Lorsque j’étais petite fille, je lisais et je relisais continuellement un gros volume un peu défraîchi trouvé sur la table de nuit de mon père : l’Anthologie de l’épouvante, publiée par les éditions Planète. Quelle étrange lecture pour une enfant, me direz-vous. A la même époque, je prenais conscience du caractère tragique de cette vie où nous ne pouvons jamais nous attacher à quelqu’un sans être hanté par la peur de le voir disparaître. L’Anthologie de l’épouvante fut peut-être ce premier objet d’amour littéraire qui fixa exclusivement et définitivement mon goût sur le genre fantastique, le seul qui donne à voir sans détours nos peurs et nos espérances les plus violentes.

Même si personne ne le définit ainsi, je dirais que le fantastique est le genre qui, spécifiquement, interroge le mystère de la mort et de la condition humaine. Sans donner de réponse, il suggère des perspectives.
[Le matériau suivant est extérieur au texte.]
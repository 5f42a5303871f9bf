// SPDX-License-Identifier: MPL-2.0
//! Profile screen: masked account fields and an editable display name.
//!
//! Email, phone, and billing account are always rendered masked; the raw
//! values never reach the widget tree.

use crate::account::Customer;
use crate::format;
use crate::i18n::fluent::I18n;
use crate::ui::design_tokens::{sizing, spacing, typography};
use crate::ui::styles;
use iced::{
    widget::{button, text_input, Column, Container, Row, Text},
    Element, Length, Theme,
};

/// Profile screen state.
#[derive(Debug, Default)]
pub struct State {
    editing: bool,
    draft_name: String,
}

/// Messages emitted by the profile screen.
#[derive(Debug, Clone)]
pub enum Message {
    EditPressed,
    NameChanged(String),
    SavePressed,
    CancelPressed,
}

/// Events propagated to the parent application.
#[derive(Debug, Clone, PartialEq, Eq)]
pub enum Event {
    None,
    /// The visitor saved a new, non-empty display name.
    SaveName(String),
    /// The visitor tried to save an empty display name.
    RejectEmptyName,
}

impl State {
    #[must_use]
    pub fn new() -> Self {
        Self::default()
    }

    #[must_use]
    pub fn is_editing(&self) -> bool {
        self.editing
    }

    /// Process a profile message. `current_name` seeds the edit field.
    pub fn update(&mut self, message: Message, current_name: &str) -> Event {
        match message {
            Message::EditPressed => {
                self.editing = true;
                self.draft_name = current_name.to_string();
                Event::None
            }
            Message::NameChanged(draft) => {
                self.draft_name = draft;
                Event::None
            }
            Message::SavePressed => {
                let name = self.draft_name.trim().to_string();
                if name.is_empty() {
                    return Event::RejectEmptyName;
                }
                self.editing = false;
                Event::SaveName(name)
            }
            Message::CancelPressed => {
                self.editing = false;
                Event::None
            }
        }
    }
}

/// Contextual data needed to render the profile screen.
pub struct ViewContext<'a> {
    pub i18n: &'a I18n,
    pub customer: &'a Customer,
    pub state: &'a State,
}

/// Render the profile screen.
pub fn view(ctx: ViewContext<'_>) -> Element<'_, Message> {
    let title = Text::new(ctx.i18n.tr("profile-title")).size(typography::TITLE_LG);

    let name_row: Element<'_, Message> = if ctx.state.is_editing() {
        let input = text_input(
            &ctx.i18n.tr("profile-display-name"),
            &ctx.state.draft_name,
        )
        .on_input(Message::NameChanged)
        .on_submit(Message::SavePressed)
        .padding(spacing::XS);

        Row::new()
            .spacing(spacing::SM)
            .push(input)
            .push(
                button(Text::new(ctx.i18n.tr("profile-save-button")).size(typography::BODY))
                    .on_press(Message::SavePressed)
                    .style(styles::button::primary),
            )
            .push(
                button(Text::new(ctx.i18n.tr("profile-cancel-button")).size(typography::BODY))
                    .on_press(Message::CancelPressed)
                    .style(styles::button::flat),
            )
            .into()
    } else {
        Row::new()
            .spacing(spacing::SM)
            .push(
                Text::new(ctx.customer.display_name.as_str())
                    .size(typography::BODY_LG)
                    .width(Length::Fill),
            )
            .push(
                button(Text::new(ctx.i18n.tr("profile-edit-button")).size(typography::BODY))
                    .on_press(Message::EditPressed)
                    .style(styles::button::flat),
            )
            .into()
    };

    let fields = Column::new()
        .spacing(spacing::SM)
        .push(field(
            ctx.i18n.tr("profile-display-name"),
            name_row,
        ))
        .push(field_text(
            ctx.i18n.tr("profile-email"),
            format::mask_email(&ctx.customer.email),
        ))
        .push(field_text(
            ctx.i18n.tr("profile-phone"),
            format::mask_phone(&ctx.customer.phone),
        ))
        .push(field_text(
            ctx.i18n.tr("profile-billing-account"),
            format::mask_account(&ctx.customer.billing_account),
        ));

    let card = Container::new(fields)
        .width(Length::Fill)
        .padding(spacing::MD)
        .style(|theme: &Theme| styles::container::card(theme));

    let content = Column::new()
        .spacing(spacing::LG)
        .max_width(sizing::CONTENT_MAX_WIDTH)
        .push(title)
        .push(card);

    Container::new(content)
        .width(Length::Fill)
        .height(Length::Fill)
        .padding(spacing::LG)
        .center_x(Length::Fill)
        .into()
}

/// Caption label over an arbitrary value widget.
fn field(label: String, value: Element<'_, Message>) -> Element<'_, Message> {
    Column::new()
        .spacing(spacing::XXS)
        .push(Text::new(label).size(typography::CAPTION))
        .push(value)
        .into()
}

/// Caption label over a plain text value.
fn field_text<'a>(label: String, value: String) -> Element<'a, Message> {
    field(label, Text::new(value).size(typography::BODY_LG).into())
}

#[cfg(test)]
mod tests {
    use super::*;

    #[test]
    fn edit_seeds_draft_with_current_name() {
        let mut state = State::new();
        state.update(Message::EditPressed, "Alice Martin");
        assert!(state.is_editing());
        assert_eq!(state.draft_name, "Alice Martin");
    }

    #[test]
    fn save_emits_trimmed_name_and_leaves_edit_mode() {
        let mut state = State::new();
        state.update(Message::EditPressed, "Alice");
        state.update(Message::NameChanged("  Alice M.  ".into()), "Alice");

        let event = state.update(Message::SavePressed, "Alice");

        assert_eq!(event, Event::SaveName("Alice M.".to_string()));
        assert!(!state.is_editing());
    }

    #[test]
    fn save_rejects_empty_name_and_stays_editing() {
        let mut state = State::new();
        state.update(Message::EditPressed, "Alice");
        state.update(Message::NameChanged("   ".into()), "Alice");

        let event = state.update(Message::SavePressed, "Alice");

        assert_eq!(event, Event::RejectEmptyName);
        assert!(state.is_editing());
    }

    #[test]
    fn cancel_discards_the_draft() {
        let mut state = State::new();
        state.update(Message::EditPressed, "Alice");
        state.update(Message::NameChanged("Bob".into()), "Alice");

        let event = state.update(Message::CancelPressed, "Alice");

        assert_eq!(event, Event::None);
        assert!(!state.is_editing());
    }
}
Qui sommes-nous pour croire que la réalité se limite à
ce que perçoivent grossièrement nos sens ? Les meilleurs esprits des siècles passés n’ont-ils pas tous eu conscience que nous nous agitions sur un théâtre d’ombre dont nous ne savons, au fond, presque rien ? Pour ma part, je suis fascinée depuis toujours par ces menues anomalies qui viennent, un jour ou l’autre, dans la vie de presque tout le monde, déchirer fugitivement la toile du décor : coïncidences, intersignes, bruits inexplicables, déplacements d’objets. Mon travail consiste à donner une forme artistique à ce matériau brut fourni par l’expérience humaine. En ce sens, chacune des histoires que j’écris pourrait être vraie ; et j’imagine même qu’elle est en partie vraie pour quelqu’un, dans un lieu du monde que j’ignore.
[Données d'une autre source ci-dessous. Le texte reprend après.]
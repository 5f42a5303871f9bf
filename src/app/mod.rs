// SPDX-License-Identifier: MPL-2.0
//! Application root state and orchestration between the screens.
//!
//! The `App` struct wires together the domains (session data, localization,
//! settings, notifications) and translates messages into side effects like
//! config persistence. Policy decisions (window size, persistence format,
//! locale switching) stay close to the main update loop so it is easy to
//! audit user-facing behavior.

mod message;
mod screen;
mod subscription;
mod update;
mod view;

pub use message::{Flags, Message};
pub use screen::Screen;

use crate::account::Session;
use crate::config;
use crate::i18n::fluent::I18n;
use crate::ui::chat;
use crate::ui::notifications;
use crate::ui::profile;
use crate::ui::projects;
use crate::ui::theming::ThemeMode;
use iced::{window, Element, Subscription, Task, Theme};
use std::fmt;

pub const WINDOW_DEFAULT_WIDTH: u32 = 960;
pub const WINDOW_DEFAULT_HEIGHT: u32 = 680;
pub const MIN_WINDOW_WIDTH: u32 = 640;
pub const MIN_WINDOW_HEIGHT: u32 = 480;

/// Root Iced application state that bridges UI components, localization, and
/// persisted preferences.
pub struct App {
    pub i18n: I18n,
    screen: Screen,
    session: Session,
    theme_mode: ThemeMode,
    /// Whether the hamburger menu is open.
    menu_open: bool,
    projects: projects::State,
    chat: chat::State,
    profile: profile::State,
    /// Toast notification manager for user feedback.
    notifications: notifications::Manager,
}

impl fmt::Debug for App {
    fn fmt(&self, f: &mut fmt::Formatter<'_>) -> fmt::Result {
        f.debug_struct("App")
            .field("screen", &self.screen)
            .field("notifications", &self.notifications.len())
            .finish()
    }
}

/// Builds the window settings.
fn window_settings() -> window::Settings {
    window::Settings {
        size: iced::Size::new(WINDOW_DEFAULT_WIDTH as f32, WINDOW_DEFAULT_HEIGHT as f32),
        min_size: Some(iced::Size::new(
            MIN_WINDOW_WIDTH as f32,
            MIN_WINDOW_HEIGHT as f32,
        )),
        ..window::Settings::default()
    }
}

/// Entry point used by `main.rs` to launch the Iced application loop.
pub fn run(flags: Flags) -> iced::Result {
    use std::cell::RefCell;

    // Wrap flags in RefCell<Option<_>> to satisfy Fn trait requirement
    // while only consuming flags once (iced 0.14 requires Fn, not FnOnce)
    let boot_state = RefCell::new(Some(flags));
    let boot = move || {
        let flags = boot_state
            .borrow_mut()
            .take()
            .expect("Boot function called more than once");
        App::new(flags)
    };

    iced::application(boot, App::update, App::view)
        .title(App::title)
        .theme(App::theme)
        .window(window_settings())
        .subscription(App::subscription)
        .run()
}

impl Default for App {
    fn default() -> Self {
        Self {
            i18n: I18n::default(),
            screen: Screen::Dashboard,
            session: Session::sample(),
            theme_mode: ThemeMode::System,
            menu_open: false,
            projects: projects::State::new(),
            chat: chat::State::new(),
            profile: profile::State::new(),
            notifications: notifications::Manager::new(),
        }
    }
}

impl App {
    /// Initializes application state from persisted preferences and installs
    /// the process-wide notifier.
    fn new(flags: Flags) -> (Self, Task<Message>) {
        let config = config::load().unwrap_or_default();
        let i18n = I18n::new(flags.lang, &config);

        let mut app = App {
            i18n,
            ..Self::default()
        };
        app.theme_mode = config.theme.unwrap_or_default();
        app.notifications.install_notifier();

        (app, Task::none())
    }

    fn title(&self) -> String {
        self.i18n.tr("app-title")
    }

    fn theme(&self) -> Theme {
        if self.theme_mode.is_dark() {
            Theme::Dark
        } else {
            Theme::Light
        }
    }

    fn subscription(&self) -> Subscription<Message> {
        // Ticks run while anything is visible or a notifier channel is
        // installed; remote pushes are drained on the next tick.
        subscription::create_tick_subscription(
            self.notifications.has_notifications() || self.notifications.has_remote(),
        )
    }

    fn update(&mut self, message: Message) -> Task<Message> {
        // Collect anything queued through the process-wide notifier first so
        // remote pushes become visible in the same cycle.
        self.notifications.drain_remote();

        let mut ctx = update::UpdateContext {
            i18n: &mut self.i18n,
            screen: &mut self.screen,
            session: &mut self.session,
            theme_mode: &mut self.theme_mode,
            menu_open: &mut self.menu_open,
            projects: &mut self.projects,
            chat: &mut self.chat,
            profile: &mut self.profile,
            notifications: &mut self.notifications,
        };

        match message {
            Message::Navbar(navbar_message) => {
                update::handle_navbar_message(&mut ctx, navbar_message)
            }
            Message::Dashboard(dashboard_message) => {
                update::handle_dashboard_message(&mut ctx, &dashboard_message)
            }
            Message::Projects(projects_message) => {
                update::handle_projects_message(&mut ctx, &projects_message)
            }
            Message::Chat(chat_message) => update::handle_chat_message(&mut ctx, chat_message),
            Message::Profile(profile_message) => {
                update::handle_profile_message(&mut ctx, profile_message)
            }
            Message::Settings(settings_message) => {
                update::handle_settings_message(&mut ctx, settings_message)
            }
            Message::Notification(notification_message) => {
                self.notifications.handle_message(&notification_message);
                Task::none()
            }
            Message::Tick(_instant) => {
                // Expire notifications whose deadline has passed.
                self.notifications.tick();
                Task::none()
            }
        }
    }

    fn view(&self) -> Element<'_, Message> {
        view::view(view::ViewContext {
            i18n: &self.i18n,
            screen: self.screen,
            session: &self.session,
            projects: &self.projects,
            chat: &self.chat,
            profile: &self.profile,
            theme_mode: self.theme_mode,
            menu_open: self.menu_open,
            notifications: &self.notifications,
        })
    }
}

#[cfg(test)]
mod tests {
    use super::*;
    use crate::ui::navbar;
    use crate::ui::notifications::notifier::{self, test_support};
    use crate::ui::settings;
    use std::fs;
    use std::time::Instant;
    use tempfile::tempdir;

    fn with_temp_config_dir<F>(test: F)
    where
        F: FnOnce(&std::path::Path),
    {
        let _guard = test_support::global_lock();
        let temp_dir = tempdir().expect("failed to create temp dir");
        let previous = std::env::var(config::CONFIG_DIR_ENV).ok();
        std::env::set_var(config::CONFIG_DIR_ENV, temp_dir.path());

        test(temp_dir.path());

        if let Some(value) = previous {
            std::env::set_var(config::CONFIG_DIR_ENV, value);
        } else {
            std::env::remove_var(config::CONFIG_DIR_ENV);
        }
    }

    #[test]
    fn new_starts_on_dashboard() {
        with_temp_config_dir(|_| {
            let (app, _task) = App::new(Flags::default());
            assert_eq!(app.screen, Screen::Dashboard);
            assert!(app.notifications.is_empty());
        });
    }

    #[test]
    fn new_installs_the_notifier() {
        with_temp_config_dir(|_| {
            let (app, _task) = App::new(Flags::default());
            assert!(notifier::try_notifier().is_some());
            drop(app);
            assert!(notifier::try_notifier().is_none());
        });
    }

    #[test]
    fn navbar_tab_switches_screen() {
        let mut app = App::default();
        let _ = app.update(Message::Navbar(navbar::Message::SelectTab(
            navbar::Tab::Chat,
        )));
        assert_eq!(app.screen, Screen::Chat);
    }

    #[test]
    fn menu_opens_settings_screen() {
        let mut app = App::default();
        let _ = app.update(Message::Navbar(navbar::Message::ToggleMenu));
        assert!(app.menu_open);

        let _ = app.update(Message::Navbar(navbar::Message::OpenSettings));
        assert_eq!(app.screen, Screen::Settings);
        assert!(!app.menu_open);
    }

    #[test]
    fn profile_save_updates_session_and_notifies() {
        let mut app = App::default();
        let _ = app.update(Message::Profile(crate::ui::profile::Message::EditPressed));
        let _ = app.update(Message::Profile(crate::ui::profile::Message::NameChanged(
            "Alice M.".into(),
        )));
        let _ = app.update(Message::Profile(crate::ui::profile::Message::SavePressed));

        assert_eq!(app.session.customer.display_name, "Alice M.");
        assert_eq!(app.notifications.len(), 1);
        assert_eq!(
            app.notifications.entries()[0].kind(),
            notifications::Kind::Success
        );
        assert!(app.notifications.entries()[0].title().is_some());
    }

    #[test]
    fn empty_profile_name_is_rejected_with_error_toast() {
        let mut app = App::default();
        let _ = app.update(Message::Profile(crate::ui::profile::Message::EditPressed));
        let _ = app.update(Message::Profile(crate::ui::profile::Message::NameChanged(
            "   ".into(),
        )));
        let _ = app.update(Message::Profile(crate::ui::profile::Message::SavePressed));

        assert_eq!(app.session.customer.display_name, "Alice Martin");
        assert_eq!(
            app.notifications.entries()[0].kind(),
            notifications::Kind::Error
        );
    }

    #[test]
    fn language_selected_updates_config_file() {
        with_temp_config_dir(|config_root| {
            let mut app = App::default();
            let _ = app.update(Message::Settings(settings::Message::LanguageSelected(
                "fr".into(),
            )));

            assert_eq!(app.i18n.current_locale().to_string(), "fr");
            let config_path = config_root.join("settings.toml");
            assert!(config_path.exists());
            let contents = fs::read_to_string(config_path).expect("config should be readable");
            assert!(contents.contains("fr"));
        });
    }

    #[test]
    fn theme_change_persists_and_reports_success() {
        with_temp_config_dir(|_| {
            let mut app = App::default();
            let _ = app.update(Message::Settings(settings::Message::ThemeSelected(
                ThemeMode::Dark,
            )));

            assert_eq!(app.theme_mode, ThemeMode::Dark);
            assert_eq!(
                app.notifications.entries()[0].kind(),
                notifications::Kind::Success
            );
        });
    }

    #[test]
    fn dismissing_a_toast_removes_it() {
        let mut app = App::default();
        let _ = app.update(Message::Profile(crate::ui::profile::Message::EditPressed));
        let _ = app.update(Message::Profile(crate::ui::profile::Message::NameChanged(
            "Bob".into(),
        )));
        let _ = app.update(Message::Profile(crate::ui::profile::Message::SavePressed));
        let id = app.notifications.entries()[0].id();

        let _ = app.update(Message::Notification(
            notifications::NotificationMessage::Dismiss(id),
        ));
        assert!(app.notifications.is_empty());
    }

    #[test]
    fn tick_message_reaches_the_manager() {
        let mut app = App::default();
        // Nothing visible: the tick is a no-op but must not panic.
        let _ = app.update(Message::Tick(Instant::now()));
        assert!(app.notifications.is_empty());
    }

    #[test]
    fn subscription_is_idle_without_notifications() {
        let app = App::default();
        // No toasts and no notifier installed: nothing to tick for.
        assert!(!app.notifications.has_notifications());
        assert!(!app.notifications.has_remote());
        let _ = app.subscription();
    }

    #[test]
    fn tick_stays_armed_while_notifier_is_installed() {
        with_temp_config_dir(|_| {
            let (app, _task) = App::new(Flags::default());
            // The channel must be polled even with nothing on screen, so a
            // remote push surfaces without waiting for user interaction.
            assert!(app.notifications.is_empty());
            assert!(app.notifications.has_remote());
            let _ = app.subscription();
        });
    }

    #[test]
    fn update_drains_remote_notifications() {
        with_temp_config_dir(|_| {
            let (mut app, _task) = App::new(Flags::default());
            notifier::notifier().info("queued remotely");

            let _ = app.update(Message::Tick(Instant::now()));

            assert_eq!(app.notifications.len(), 1);
            assert_eq!(app.notifications.entries()[0].message(), "queued remotely");
        });
    }

    #[test]
    fn dashboard_shortcut_opens_projects() {
        let mut app = App::default();
        let _ = app.update(Message::Dashboard(
            crate::ui::dashboard::Message::OpenProjects,
        ));
        assert_eq!(app.screen, Screen::Projects);
    }

    #[test]
    fn chat_send_schedules_a_reply() {
        let mut app = App::default();
        let _ = app.update(Message::Chat(chat::Message::DraftChanged("hello".into())));
        let _ = app.update(Message::Chat(chat::Message::Send));
        assert!(app.chat.awaiting_reply());

        let _ = app.update(Message::Chat(chat::Message::AssistantReplied(
            "welcome".into(),
        )));
        assert!(!app.chat.awaiting_reply());
        assert_eq!(app.chat.entries().len(), 2);
    }
}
D’autre part, je préfère la nouvelle au roman car elle permet de laisser les personnages à l’état d’ébauche. Je n’aime pas l’idée de construire la « psychologie d’un personnage » : plus j’en dis sur lui et plus les ficelles deviennent grosses. C’est aussi pour cela que la plupart de mes personnages ne portent pas de nom. Il me semble que les doter d’une famille, d’un état civil, d’une généalogie et d’un pavillon de banlieue sonnerait faux. Ce serait revenir, avec maladresse, à l’imitation de ce que l’on nomme improprement « le réel ». Par conséquent… Je ne vous tendrai pas un miroir où vous croiriez retrouver les traits de votre visage : je vous tendrai un miroir dans lequel vous vous verrez dénudé jusqu’à l’os.

Mais je ne vous ai toujours pas dit qui je suis. Mon éducation m’a appris à ne jamais parler de moi… J’utilise trois ou quatre noms différents dont aucun ne m’enferme et qui, tous, ne révèlent que les bribes d’une histoire que je crois insignifiante. A une exception près peut- être : celui de Cécile Matt.

Quand j’avais 16 ou 17 ans, j’ai promis à Cécile Matt que je serais écrivain et que je porterais son nom. Elle a ri. Rien ne nous engage autant que les promesses faites aux morts. Après 
plus de 20 ans, je m’acquitte aujourd’hui avec loyauté de cette obligation. Quant à moi, je ne suis plus personne.